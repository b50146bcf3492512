//! SQLite backend for the escrow verification engine.
mod sqlite_impl;

pub mod db;
pub use sqlite_impl::SqliteDatabase;
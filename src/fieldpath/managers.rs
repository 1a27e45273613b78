//! Managed-fields records.

use super::serialize::DecodeError;
use super::set::Set;
use super::APIVersion;
use chrono::{DateTime, Utc};
use serde::{Deserialize, Serialize};
use std::collections::BTreeMap;
use std::fmt;

const FIELDS_V1: &str = "FieldsV1";

/// The kind of write that produced a record.
#[derive(Debug, Clone, Copy, PartialEq, Eq, Hash, PartialOrd, Ord, Serialize, Deserialize)]
pub enum Operation {
    Apply,
    Update,
}

impl fmt::Display for Operation {
    fn fmt(&self, f: &mut fmt::Formatter<'_>) -> fmt::Result {
        match self {
            Operation::Apply => f.write_str("Apply"),
            Operation::Update => f.write_str("Update"),
        }
    }
}

/// Identifies a record: the same manager may hold one record per operation.
#[derive(Debug, Clone, PartialEq, Eq, Hash, PartialOrd, Ord)]
pub struct ManagerId {
    pub manager: String,
    pub operation: Operation,
}

impl ManagerId {
    pub fn new(manager: impl Into<String>, operation: Operation) -> Self {
        ManagerId {
            manager: manager.into(),
            operation,
        }
    }

    pub fn apply(manager: impl Into<String>) -> Self {
        ManagerId::new(manager, Operation::Apply)
    }

    pub fn update(manager: impl Into<String>) -> Self {
        ManagerId::new(manager, Operation::Update)
    }
}

impl fmt::Display for ManagerId {
    fn fmt(&self, f: &mut fmt::Formatter<'_>) -> fmt::Result {
        write!(f, "{} ({})", self.manager, self.operation)
    }
}

/// A manager's field set plus the version and time of its last change.
#[derive(Debug, Clone, PartialEq, Eq)]
pub struct VersionedSet {
    pub set: Set,
    pub api_version: APIVersion,
    pub time: Option<DateTime<Utc>>,
    pub subresource: Option<String>,
}

impl VersionedSet {
    pub fn new(set: Set, api_version: APIVersion) -> Self {
        VersionedSet {
            set,
            api_version,
            time: None,
            subresource: None,
        }
    }

    pub fn with_time(mut self, time: DateTime<Utc>) -> Self {
        self.time = Some(time);
        self
    }
}

/// One element of an object's `metadata.managedFields` list.
#[derive(Debug, Clone, PartialEq, Serialize, Deserialize)]
#[serde(rename_all = "camelCase")]
pub struct ManagedFieldsEntry {
    pub manager: String,
    pub operation: Operation,
    #[serde(default)]
    pub api_version: APIVersion,
    #[serde(default, skip_serializing_if = "Option::is_none")]
    pub time: Option<DateTime<Utc>>,
    #[serde(default = "default_fields_type")]
    pub fields_type: String,
    #[serde(rename = "fieldsV1", default)]
    pub fields_v1: Set,
    #[serde(default, skip_serializing_if = "Option::is_none")]
    pub subresource: Option<String>,
}

fn default_fields_type() -> String {
    FIELDS_V1.to_string()
}

/// Every manager's ownership of one object.
#[derive(Debug, Clone, Default, PartialEq, Eq)]
pub struct ManagedFields {
    managers: BTreeMap<ManagerId, VersionedSet>,
}

impl ManagedFields {
    pub fn new() -> Self {
        ManagedFields::default()
    }

    pub fn len(&self) -> usize {
        self.managers.len()
    }

    pub fn is_empty(&self) -> bool {
        self.managers.is_empty()
    }

    pub fn get(&self, id: &ManagerId) -> Option<&VersionedSet> {
        self.managers.get(id)
    }

    pub fn insert(&mut self, id: ManagerId, vs: VersionedSet) -> Option<VersionedSet> {
        self.managers.insert(id, vs)
    }

    pub fn remove(&mut self, id: &ManagerId) -> Option<VersionedSet> {
        self.managers.remove(id)
    }

    pub fn iter(&self) -> impl Iterator<Item = (&ManagerId, &VersionedSet)> {
        self.managers.iter()
    }

    pub fn iter_mut(&mut self) -> impl Iterator<Item = (&ManagerId, &mut VersionedSet)> {
        self.managers.iter_mut()
    }

    /// Union of every set except the one recorded under `id`.
    pub fn owned_by_others(&self, id: &ManagerId) -> Set {
        self.managers
            .iter()
            .filter(|(other, _)| *other != id)
            .fold(Set::new(), |acc, (_, vs)| acc.union(&vs.set))
    }

    /// Union of every manager's set.
    pub fn owned(&self) -> Set {
        self.managers
            .values()
            .fold(Set::new(), |acc, vs| acc.union(&vs.set))
    }

    /// Managers whose set contains the path, in record order.
    pub fn owners_of(&self, path: &super::Path) -> Vec<&ManagerId> {
        self.managers
            .iter()
            .filter(|(_, vs)| vs.set.has(path))
            .map(|(id, _)| id)
            .collect()
    }

    /// Drops records that no longer own anything.
    pub fn remove_empty(&mut self) {
        self.managers.retain(|_, vs| !vs.set.is_empty());
    }

    pub fn from_entries(entries: Vec<ManagedFieldsEntry>) -> Result<Self, DecodeError> {
        let mut out = ManagedFields::new();
        for entry in entries {
            if entry.fields_type != FIELDS_V1 {
                return Err(DecodeError::UnsupportedFieldsType(entry.fields_type));
            }
            let id = ManagerId::new(entry.manager, entry.operation);
            if out.managers.contains_key(&id) {
                return Err(DecodeError::DuplicateManager {
                    manager: id.manager,
                    operation: id.operation.to_string(),
                });
            }
            out.managers.insert(
                id,
                VersionedSet {
                    set: entry.fields_v1,
                    api_version: entry.api_version,
                    time: entry.time,
                    subresource: entry.subresource,
                },
            );
        }
        Ok(out)
    }

    /// Decodes a JSON `managedFields` list.
    pub fn from_json(data: &[u8]) -> Result<Self, DecodeError> {
        let entries: Vec<ManagedFieldsEntry> = serde_json::from_slice(data)?;
        ManagedFields::from_entries(entries)
    }

    pub fn to_entries(&self) -> Vec<ManagedFieldsEntry> {
        self.managers
            .iter()
            .map(|(id, vs)| ManagedFieldsEntry {
                manager: id.manager.clone(),
                operation: id.operation,
                api_version: vs.api_version.clone(),
                time: vs.time,
                fields_type: default_fields_type(),
                fields_v1: vs.set.clone(),
                subresource: vs.subresource.clone(),
            })
            .collect()
    }
}

impl fmt::Display for ManagedFields {
    fn fmt(&self, f: &mut fmt::Formatter<'_>) -> fmt::Result {
        for (id, vs) in &self.managers {
            writeln!(f, "{} {}:", id, vs.api_version)?;
            for path in vs.set.paths() {
                writeln!(f, "  {}", path)?;
            }
        }
        Ok(())
    }
}
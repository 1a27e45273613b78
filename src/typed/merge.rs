//! Merging two values of the same type.

use super::keys::{list_item_to_path_element, KeyError};
use super::typed_value::{member_type, Shape, TypedValue};
use super::validation::display_path;
use crate::fieldpath::{Path, PathElement};
use crate::schema::{List, Schema, TypeRef};
use crate::value::{Map, Value};
use std::collections::BTreeMap;
use std::fmt;
use thiserror::Error;

/// Which operand of a merge a problem was found in.
#[derive(Debug, Clone, Copy, PartialEq, Eq)]
pub enum Side {
    Lhs,
    Rhs,
}

impl fmt::Display for Side {
    fn fmt(&self, f: &mut fmt::Formatter<'_>) -> fmt::Result {
        match self {
            Side::Lhs => f.write_str("lhs"),
            Side::Rhs => f.write_str("rhs"),
        }
    }
}

#[derive(Debug, Clone, PartialEq, Error)]
pub enum MergeError {
    #[error("cannot merge values of different types: {lhs} and {rhs}")]
    TypeMismatch { lhs: String, rhs: String },

    #[error("{path}: element {index}: {reason}")]
    InvalidListElement {
        side: Side,
        path: String,
        index: usize,
        reason: KeyError,
    },

    #[error("{path}: duplicate entries for key {key} in {side}")]
    DuplicateKey {
        side: Side,
        path: String,
        key: String,
    },

    #[error("{path}: field not declared in schema")]
    UnknownField { path: String },

    #[error("{path}: no type found matching: {name}")]
    UnresolvedType { path: String, name: String },
}

impl<'s> TypedValue<'s> {
    /// Merges `rhs` over this value and returns the result.
    ///
    /// Scalars and atomic containers are replaced by `rhs`. Maps and
    /// structs are merged entry by entry. Associative lists are matched by
    /// key: the order of this value's elements is kept and elements only in
    /// `rhs` follow their predecessor in `rhs` (or, lacking one, precede the
    /// first shared element or go last). Other lists are merged by
    /// index. A null `rhs` leaves this value as it is.
    ///
    /// Every element of both associative lists must be addressable before
    /// the merged list is built; an element missing a key field (without a
    /// default) or a repeated key is an error.
    pub fn merge(&self, rhs: &TypedValue<'_>) -> Result<TypedValue<'s>, MergeError> {
        if self.type_ref() != rhs.type_ref() {
            return Err(MergeError::TypeMismatch {
                lhs: format!("{:?}", self.type_ref()),
                rhs: format!("{:?}", rhs.type_ref()),
            });
        }
        let value = merge_values(
            self.schema(),
            self.as_value(),
            rhs.as_value(),
            self.type_ref(),
            &mut Path::new(),
        )?;
        Ok(self.with_value(value))
    }
}

fn merge_values(
    schema: &Schema,
    lhs: &Value,
    rhs: &Value,
    tr: &TypeRef,
    path: &mut Path,
) -> Result<Value, MergeError> {
    if rhs.is_null() {
        return Ok(lhs.clone());
    }
    let atom = schema.resolve(tr).ok_or_else(|| MergeError::UnresolvedType {
        path: display_path(path),
        name: tr.name().unwrap_or("<inline>").to_string(),
    })?;

    match Shape::of(&atom, rhs) {
        Shape::Leaf => Ok(rhs.clone()),
        Shape::Map(r) => {
            let mut out = match lhs {
                Value::Map(l) => l.clone(),
                _ => Map::new(),
            };
            for (name, rv) in r.iter() {
                path.push(PathElement::field_name(name.clone()));
                let child_type = member_type(&atom, name).ok_or_else(|| MergeError::UnknownField {
                    path: display_path(path),
                })?;
                let lv = out.get(name).cloned().unwrap_or_default();
                let merged = merge_values(schema, &lv, rv, &child_type, path)?;
                path.pop();
                out.set(name.clone(), merged);
            }
            Ok(Value::Map(out))
        }
        Shape::List(list, r) => {
            let l: &[Value] = lhs.as_list().unwrap_or_default();
            if list.is_associative() {
                merge_associative(schema, list, l, r, path)
            } else {
                merge_by_index(schema, list, l, r, path)
            }
        }
    }
}

fn merge_by_index(
    schema: &Schema,
    list: &List,
    l: &[Value],
    r: &[Value],
    path: &mut Path,
) -> Result<Value, MergeError> {
    let mut out = Vec::with_capacity(l.len().max(r.len()));
    for i in 0..l.len().max(r.len()) {
        let lv = l.get(i).cloned().unwrap_or_default();
        match r.get(i) {
            Some(rv) => {
                path.push(PathElement::Index(i));
                out.push(merge_values(schema, &lv, rv, &list.element_type, path)?);
                path.pop();
            }
            None => out.push(lv),
        }
    }
    Ok(Value::List(out))
}

fn merge_associative(
    schema: &Schema,
    list: &List,
    l: &[Value],
    r: &[Value],
    path: &mut Path,
) -> Result<Value, MergeError> {
    let lhs_keys = element_keys(schema, list, l, Side::Lhs, path)?;
    let rhs_keys = element_keys(schema, list, r, Side::Rhs, path)?;
    let rhs_index: BTreeMap<&PathElement, usize> =
        rhs_keys.iter().enumerate().map(|(i, pe)| (pe, i)).collect();

    let mut out: Vec<(PathElement, Value)> = Vec::with_capacity(l.len() + r.len());
    for (pe, lv) in lhs_keys.iter().zip(l) {
        let merged = match rhs_index.get(pe) {
            Some(&j) => {
                path.push(pe.clone());
                let merged = merge_values(schema, lv, &r[j], &list.element_type, path)?;
                path.pop();
                merged
            }
            None => lv.clone(),
        };
        out.push((pe.clone(), merged));
    }

    let mut predecessor: Option<&PathElement> = None;
    for (pe, rv) in rhs_keys.iter().zip(r) {
        if !lhs_keys.contains(pe) {
            path.push(pe.clone());
            let added = merge_values(schema, &Value::Null, rv, &list.element_type, path)?;
            path.pop();
            let position = |key: &PathElement| out.iter().position(|(k, _)| k == key);
            let at = match predecessor {
                Some(prev) => position(prev).map_or(out.len(), |i| i + 1),
                // Leading elements go before the first element both sides share.
                None => rhs_keys
                    .iter()
                    .find(|k| lhs_keys.contains(k))
                    .and_then(position)
                    .unwrap_or(out.len()),
            };
            out.insert(at, (pe.clone(), added));
        }
        predecessor = Some(pe);
    }

    Ok(Value::List(out.into_iter().map(|(_, v)| v).collect()))
}

/// The path element of every item, in order.
fn element_keys(
    schema: &Schema,
    list: &List,
    items: &[Value],
    side: Side,
    path: &Path,
) -> Result<Vec<PathElement>, MergeError> {
    let mut keys = Vec::with_capacity(items.len());
    for (index, item) in items.iter().enumerate() {
        let pe = list_item_to_path_element(schema, list, index, item).map_err(|reason| {
            MergeError::InvalidListElement {
                side,
                path: display_path(path),
                index,
                reason,
            }
        })?;
        if keys.contains(&pe) {
            return Err(MergeError::DuplicateKey {
                side,
                path: display_path(path),
                key: pe.to_string(),
            });
        }
        keys.push(pe);
    }
    Ok(keys)
}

▶ TASK STATEMENT
From the listing above, return each line with the word "first".

▶ RESULT FOR THIS EXERCISE
    /// first shared element or go last). Other lists are merged by
                // Leading elements go before the first element both sides share.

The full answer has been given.